徐靈賓一時語塞,哪有人推薦啊,就是她信口胡謅的!她初來乍到,就認識他一個人,只能找他當幫手了……再說了,一般人聽到這種客套話,不該不會往下深究嗎?
“這個……”徐靈賓有些心虛地虛摳了下臉頰,“就是很熱心的一個……”
“誰。”陳棄沒被她的話繞進去,依舊不依不饒。
“呃……”徐靈賓心想咋就糊弄不過去呢,難道真的要兜不住了?她的一世英名啊……
“是我說的!”就在她不知道怎麼找補時,門口響起了一個解圍的聲音,是一個大嬸站在院門口,“是我讓她找你玩的。”大嬸說著就往裡走。

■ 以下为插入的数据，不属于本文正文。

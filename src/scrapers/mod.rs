//! Article page fetching and field extraction.
//!
//! Each extractor follows the same two-phase pattern:
//!
//! 1. **Fetching**: Download the article page through a shared [`PageFetcher`]
//! 2. **Parsing**: Query the HTML document for one known substructure
//!
//! # Supported Sources
//!
//! | Source | Module | Fields |
//! |--------|--------|--------|
//! | Naver News (mobile) | [`naver`] | Active navigation category, article body |
//!
//! # Failure Handling
//!
//! Extractors never return an error to the caller. They return an
//! [`Extracted`] outcome instead, so a single broken page cannot abort the
//! enrichment of a whole batch. How a degraded outcome is rendered depends on
//! the field: categories fall back to an empty string, while article bodies
//! carry a human-readable `error: ...` message.

use reqwest::Client;
use reqwest::header::USER_AGENT;
use std::time::Duration;
use thiserror::Error;
use tracing::{debug, instrument};

pub mod naver;

/// Errors raised while fetching or parsing an article page.
///
/// These never cross the extractor boundary; they are folded into
/// [`Extracted::Degraded`].
#[derive(Debug, Error)]
pub enum ExtractError {
    #[error("request failed: {0}")]
    Request(#[from] reqwest::Error),

    #[error("{0} not found in page")]
    ElementNotFound(&'static str),
}

/// Outcome of a single field extraction.
#[derive(Debug, Clone, PartialEq, Eq)]
pub enum Extracted {
    /// The field was found.
    Value(String),
    /// The page was fetched but the field is not present.
    Empty,
    /// Fetching or parsing failed; the message describes why.
    Degraded(String),
}

impl Extracted {
    /// Render the outcome for fields that fall back to an empty string.
    pub fn or_empty(self) -> String {
        match self {
            Extracted::Value(value) => value,
            Extracted::Empty | Extracted::Degraded(_) => String::new(),
        }
    }

    /// Render the outcome for fields that embed the failure message.
    pub fn or_error_message(self) -> String {
        match self {
            Extracted::Value(value) => value,
            Extracted::Empty => String::new(),
            Extracted::Degraded(message) => format!("error: {message}"),
        }
    }
}

impl From<ExtractError> for Extracted {
    fn from(e: ExtractError) -> Self {
        Extracted::Degraded(e.to_string())
    }
}

/// HTTP client for article pages.
///
/// Wraps a pooled [`reqwest::Client`] with a single timeout applied to every
/// request. Cloning is cheap and shares the connection pool.
#[derive(Debug, Clone)]
pub struct PageFetcher {
    client: Client,
}

impl PageFetcher {
    /// Build a fetcher whose requests time out after `timeout`.
    pub fn new(timeout: Duration) -> Result<Self, reqwest::Error> {
        let client = Client::builder().timeout(timeout).build()?;
        Ok(Self { client })
    }

    /// Fetch a page and return its body as text.
    ///
    /// Non-2xx responses are reported as [`ExtractError::Request`].
    ///
    /// # Arguments
    ///
    /// * `url` - The page to fetch
    /// * `user_agent` - Optional `User-Agent` override; some origins reject
    ///   the default client identity
    #[instrument(level = "debug", skip_all, fields(%url))]
    pub async fn fetch_html(
        &self,
        url: &str,
        user_agent: Option<&str>,
    ) -> Result<String, ExtractError> {
        let mut request = self.client.get(url);
        if let Some(agent) = user_agent {
            request = request.header(USER_AGENT, agent);
        }

        let response = request.send().await?.error_for_status()?;
        let body = response.text().await?;
        debug!(bytes = body.len(), "Fetched page");
        Ok(body)
    }
}

#[cfg(test)]
mod tests {
    use super::*;
    use wiremock::matchers::{header, method, path};
    use wiremock::{Mock, MockServer, ResponseTemplate};

    #[test]
    fn test_or_empty() {
        assert_eq!(Extracted::Value("Politics".into()).or_empty(), "Politics");
        assert_eq!(Extracted::Empty.or_empty(), "");
        assert_eq!(Extracted::Degraded("timeout".into()).or_empty(), "");
    }

    #[test]
    fn test_or_error_message() {
        assert_eq!(Extracted::Value("Body".into()).or_error_message(), "Body");
        assert_eq!(Extracted::Empty.or_error_message(), "");
        assert_eq!(
            Extracted::Degraded("article body not found in page".into()).or_error_message(),
            "error: article body not found in page"
        );
    }

    #[tokio::test]
    async fn test_fetch_html_sends_user_agent() {
        let server = MockServer::start().await;
        Mock::given(method("GET"))
            .and(path("/page"))
            .and(header("user-agent", "test-agent"))
            .respond_with(ResponseTemplate::new(200).set_body_string("<html></html>"))
            .expect(1)
            .mount(&server)
            .await;

        let fetcher = PageFetcher::new(Duration::from_secs(5)).unwrap();
        let body = fetcher
            .fetch_html(&format!("{}/page", server.uri()), Some("test-agent"))
            .await
            .unwrap();
        assert_eq!(body, "<html></html>");
    }

    #[tokio::test]
    async fn test_fetch_html_error_status() {
        let server = MockServer::start().await;
        Mock::given(method("GET"))
            .respond_with(ResponseTemplate::new(404))
            .mount(&server)
            .await;

        let fetcher = PageFetcher::new(Duration::from_secs(5)).unwrap();
        let result = fetcher
            .fetch_html(&format!("{}/missing", server.uri()), None)
            .await;
        assert!(matches!(result, Err(ExtractError::Request(_))));
    }

    #[tokio::test]
    async fn test_fetch_html_times_out() {
        let server = MockServer::start().await;
        Mock::given(method("GET"))
            .respond_with(
                ResponseTemplate::new(200)
                    .set_body_string("late")
                    .set_delay(Duration::from_secs(2)),
            )
            .mount(&server)
            .await;

        let fetcher = PageFetcher::new(Duration::from_millis(100)).unwrap();
        let result = fetcher
            .fetch_html(&format!("{}/slow", server.uri()), None)
            .await;
        assert!(result.is_err());
    }
}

“採風。”徐靈賓糾正,很明顯這位大嬸才剛到,只聽到了最靠後的一部分。
“踩風。”牛嬸不知道這兩個字什麼意思,但也猜出了大概,馬上改口,“姑娘,你是來踩考古隊的吧,十里八村就這點新鮮事。找陳娃子準沒錯,他上學時就是三好學生,沒事就幫老婆子的忙,還在考古隊幹過呢。”
徐靈賓有些意外,還在考古隊幹過?這麼聽起來還真挺合適的。
牛嬸轉頭又x勸陳棄,“陳娃子,多和朋友接觸接觸,年紀輕輕的不要這麼內向,多出去走動走動。人生在世,哪有什麼過不去的坎。”
陳棄定在原地,沒有說話。
徐靈賓察覺出他態度有所鬆動,見縫插針地加碼,“工資日結。”
陳棄的眼睛看了她幾秒,點點頭,算是答應了。
牛嬸見事情落定又熱情地拉著徐靈賓,“晚上還沒地歇腳吧,就住我這唄,也方便不是。”
“那敢情好啊。”徐靈賓直接應下。
牛嬸拉著她到了旁邊只有一牆之隔的小院,原來他們是鄰居啊,怪不得說方便。
“你們倆啊,肯定合得來。”牛嬸都拉著她走到院子中間了,臉上依舊笑眯眯的。
徐靈賓禮貌性地回以微笑,那當然了。再說,兩個人再合不來,又能有多合不來啊?